All;
My setup: Linux Debian
12 (bookworm) with gcc/g++ 12, EPICS 7.0.7.
We recently starting using EPICS 7 for our IOCs, and it's been going (mostly) smoothly so far. But yesterday I ran into an issue where an IOC shell command in one of my c++ modules no longer properly pipes to an output file. It creates a 0-byte file but
the output just displays in the shell, it's not written to the file.
I went looking for why that was. I lazily use "printf"s in my code, include <epicsStdioRedirect.h> at the top, and the magic has always just happened. But in EPICS 7 it turns out that the macro redefinition of "printf" is getting stepped on by other include
files. In my case, by including <epicsTime.h> after the include of <epicsStdioRedirect.h>.
epicsTime.h includes <stdexcept>, which touches off a string of other includes until it finally includes <cstdio>, which does an #undef printf thus removing the printf redefinition made by epicsStdioRedirect.h (well, epicsStdio.h). I found there are other
header files in EPICS base 7 that include <stdexcept>, epicsTime.h was just the one that got me.

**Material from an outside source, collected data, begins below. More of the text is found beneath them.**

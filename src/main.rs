//! CLI binary for GPU memory estimation

mod cli;

use anyhow::Result;

fn main() -> Result<()> {
    // Initialize logging
    tracing_subscriber::fmt()
        .with_env_filter(tracing_subscriber::EnvFilter::from_default_env())
        .init();

    // Run CLI
    cli::run()
}
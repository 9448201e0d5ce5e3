use chrono::{DateTime, Utc};
use serde::{Deserialize, Serialize};

/// A directly observed exchange rate, canonicalized so the reference
/// currency is the base.
///
/// Prices are double-precision; no rounding is applied anywhere in the
/// derivation path.
#[derive(Serialize, Deserialize, Debug, Clone, PartialEq)]
#[serde(rename_all = "camelCase")]
pub struct ObservedQuote {
    pub base: String,
    pub quote: String,
    pub price: f64,
    pub observed_at: DateTime<Utc>,
}

/// A pairwise rate computed by triangulation through the reference
/// currency: `price = anchor[quote] / anchor[base]`.
#[derive(Serialize, Deserialize, Debug, Clone, PartialEq)]
#[serde(rename_all = "camelCase")]
pub struct DerivedRate {
    pub base: String,
    pub quote: String,
    pub price: f64,
    pub derived_at: DateTime<Utc>,
}

/// Per-run accounting for one derivation pass.
#[derive(Serialize, Deserialize, Debug, Clone, Default, PartialEq, Eq)]
#[serde(rename_all = "camelCase")]
pub struct DerivationCounts {
    /// Records that survived normalization.
    pub normalized: usize,
    /// Records dropped during normalization.
    pub malformed: usize,
    /// Ordered pairs enumerated over the currency universe.
    pub pairs_requested: usize,
    /// Pairs that resolved to a rate.
    pub derived: usize,
    /// Pairs skipped because base or quote had no reference anchor.
    pub missing_anchor: usize,
}

/// The output of one derivation run: an independent, timestamped snapshot.
#[derive(Serialize, Deserialize, Debug, Clone)]
#[serde(rename_all = "camelCase")]
pub struct DerivationReport {
    pub rates: Vec<DerivedRate>,
    pub counts: DerivationCounts,
}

This isn't particular to gcc 12, btw, I went looking on an older
IOC with gcc 10 and it has the same string of includes from stdexcept. But it's using EPICS 3.15.9 and it's epicsTime.h doesn't include <stdexcept>, so the magic happened okay.
I have a test.cpp and a Makefile that recreate the problem, if
anyone wants to play around with it. For now I'm just including <epicsTime.h> BEFORE <epicsStdioRedirect.h> and the magic works again. I also tried patching epicsTime.h with a kludge to re-include <epicsStdio.h> after <stdexcept> and that worked:
// KLUDGE
#ifdef epicsStdioh
#ifndef printf
#undef epicsStdioh
#include <epicsStdio.h>
#endif
#endif
But as advertised, that's a kludge. What I should *probably* do is replace all my printf()s with epicsStdoutPrintf()s, but that's a lot of code revision, so for now I'm going with my work-around on changing order of includes.